■ THE TASK ■
What lines of the data hold the string "Self"? Copy them all.

[EXERCISE MATERIAL — start]

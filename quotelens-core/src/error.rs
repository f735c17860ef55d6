//! Error types for quotelens operations

use serde::Serialize;

/// Structured error payload shared between service and client.
///
/// Used as the HTTP error body in quotelens-service and parsed from
/// backend responses in quotelens-client.
#[derive(Debug, Clone, Serialize, serde::Deserialize)]
pub struct ErrorEnvelope {
    pub code: String,
    pub message: String,
    pub hint: String,
}

impl ErrorEnvelope {
    pub fn new(
        code: impl Into<String>,
        message: impl Into<String>,
        hint: impl Into<String>,
    ) -> Self {
        Self {
            code: code.into(),
            message: message.into(),
            hint: hint.into(),
        }
    }

    pub fn internal(msg: &str) -> Self {
        Self::new("internal_error", msg, "Check service logs for details")
    }
}

#[derive(Debug, thiserror::Error)]
pub enum QuotelensError {
    #[error("unexpected document uri format: {0}")]
    UriFormat(String),

    #[error("invalid capture pattern {pattern:?} for entity {entity:?}: {source}")]
    InvalidPattern {
        entity: String,
        pattern: String,
        #[source]
        source: regex::Error,
    },

    #[error("Config parse error: {0}")]
    ConfigParse(String),

    #[error("IO error: {0}")]
    Io(#[from] std::io::Error),

    #[error("Backend error [{code}]: {message} ({hint})")]
    BackendError {
        code: String,
        message: String,
        hint: String,
    },

    #[error("Serialization error: {0}")]
    Serialization(#[from] serde_json::Error),
}
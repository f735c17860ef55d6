//! Quotelens Client - backend access shared by the service and the CLI
//!
//! Provides the `CodeIntel` runtime that owns the entity configuration,
//! the search backend client, and the memoizing cache, so the service
//! and CLI stay in sync without duplicating the matching path.

pub mod cache;
pub mod intel;
pub mod search_client;

pub use cache::{SearchCache, SEARCH_CACHE_MAX_ENTRIES};
pub use intel::CodeIntel;
pub use search_client::{is_error_code, InstanceInfo, SearchClient};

[EXERCISE MATERIAL — finish]

■ EXERCISE ANSWER ■
    ) -> Self {
        Self {
    pub fn internal(msg: &str) -> Self {
        Self::new("internal_error", msg, "Check service logs for details")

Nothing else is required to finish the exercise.